(Task data Opens)

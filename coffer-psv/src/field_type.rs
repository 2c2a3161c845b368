//! PSV field type definitions and parsing

use crate::error::{Error, Result};
use std::fmt;

/// A PSV field type with its declared length.
///
/// The length is advisory metadata from the header (`HEX:16` declares a
/// 16-byte key, `STRING:0` an unbounded string); values are not truncated
/// against it.
#[derive(Debug, Clone, Copy, PartialEq, Eq, Hash)]
pub enum PsvFieldType {
    /// Decimal number with storage size in bytes (e.g., 4 = uint32)
    Dec(u32),
    /// Hexadecimal blob with byte count (N bytes = N*2 hex characters)
    Hex(u32),
    /// String with maximum length (0 = unlimited)
    String(u32),
}

impl PsvFieldType {
    /// Parse a type specification like `DEC:1`, `HEX:16`, `STRING:0`.
    ///
    /// The type name is matched case-insensitively but strictly: it must
    /// be exactly `DEC`, `HEX`, or `STRING`, immediately followed by the
    /// colon. Longer spellings (`DECIMAL:1`) do not parse.
    pub fn parse(type_spec: &str) -> Result<Self> {
        let Some((name, length)) = type_spec.split_once(':') else {
            return Err(Error::InvalidFieldType {
                field_type: type_spec.to_string(),
            });
        };

        let length: u32 = length.parse().map_err(|_| Error::InvalidFieldType {
            field_type: type_spec.to_string(),
        })?;

        if name.eq_ignore_ascii_case("DEC") {
            Ok(Self::Dec(length))
        } else if name.eq_ignore_ascii_case("HEX") {
            Ok(Self::Hex(length))
        } else if name.eq_ignore_ascii_case("STRING") {
            Ok(Self::String(length))
        } else {
            Err(Error::InvalidFieldType {
                field_type: type_spec.to_string(),
            })
        }
    }

    /// Type name as it appears in headers (uppercase).
    pub fn type_name(&self) -> &'static str {
        match self {
            Self::Dec(_) => "DEC",
            Self::Hex(_) => "HEX",
            Self::String(_) => "STRING",
        }
    }

    /// Declared length from the header.
    pub fn length(&self) -> u32 {
        match self {
            Self::Dec(len) | Self::Hex(len) | Self::String(len) => *len,
        }
    }

    /// `true` when both values are the same type variant, regardless of
    /// declared length.
    pub fn same_kind(&self, other: &Self) -> bool {
        matches!(
            (self, other),
            (Self::Dec(_), Self::Dec(_))
                | (Self::Hex(_), Self::Hex(_))
                | (Self::String(_), Self::String(_))
        )
    }
}

impl fmt::Display for PsvFieldType {
    fn fmt(&self, f: &mut fmt::Formatter<'_>) -> fmt::Result {
        write!(f, "{}:{}", self.type_name(), self.length())
    }
}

(Task data Closes)

- **Instructions for the task**: With no line omitted, copy all the data exactly.

- **Response to the exercise**:
filename coffer-psv/src/field_type.rs
repository 2c2a3161c845b368
//! PSV field type definitions and parsing

use crate::error::{Error, Result};
use std::fmt;

/// A PSV field type with its declared length.
///
/// The length is advisory metadata from the header (`HEX:16` declares a
/// 16-byte key, `STRING:0` an unbounded string); values are not truncated
/// against it.
#[derive(Debug, Clone, Copy, PartialEq, Eq, Hash)]
pub enum PsvFieldType {
    /// Decimal number with storage size in bytes (e.g., 4 = uint32)
    Dec(u32),
    /// Hexadecimal blob with byte count (N bytes = N*2 hex characters)
    Hex(u32),
    /// String with maximum length (0 = unlimited)
    String(u32),
}

impl PsvFieldType {
    /// Parse a type specification like `DEC:1`, `HEX:16`, `STRING:0`.
    ///
    /// The type name is matched case-insensitively but strictly: it must
    /// be exactly `DEC`, `HEX`, or `STRING`, immediately followed by the
    /// colon. Longer spellings (`DECIMAL:1`) do not parse.
    pub fn parse(type_spec: &str) -> Result<Self> {
        let Some((name, length)) = type_spec.split_once(':') else {
            return Err(Error::InvalidFieldType {
                field_type: type_spec.to_string(),
            });
        };

        let length: u32 = length.parse().map_err(|_| Error::InvalidFieldType {
            field_type: type_spec.to_string(),
        })?;

        if name.eq_ignore_ascii_case("DEC") {
            Ok(Self::Dec(length))
        } else if name.eq_ignore_ascii_case("HEX") {
            Ok(Self::Hex(length))
        } else if name.eq_ignore_ascii_case("STRING") {
            Ok(Self::String(length))
        } else {
            Err(Error::InvalidFieldType {
                field_type: type_spec.to_string(),
            })
        }
    }

    /// Type name as it appears in headers (uppercase).
    pub fn type_name(&self) -> &'static str {
        match self {
            Self::Dec(_) => "DEC",
            Self::Hex(_) => "HEX",
            Self::String(_) => "STRING",
        }
    }

    /// Declared length from the header.
    pub fn length(&self) -> u32 {
        match self {
            Self::Dec(len) | Self::Hex(len) | Self::String(len) => *len,
        }
    }

    /// `true` when both values are the same type variant, regardless of
    /// declared length.
    pub fn same_kind(&self, other: &Self) -> bool {
        matches!(
            (self, other),
            (Self::Dec(_), Self::Dec(_))
                | (Self::Hex(_), Self::Hex(_))
                | (Self::String(_), Self::String(_))
        )
    }
}

impl fmt::Display for PsvFieldType {
    fn fmt(&self, f: &mut fmt::Formatter<'_>) -> fmt::Result {
        write!(f, "{}:{}", self.type_name(), self.length())
    }
}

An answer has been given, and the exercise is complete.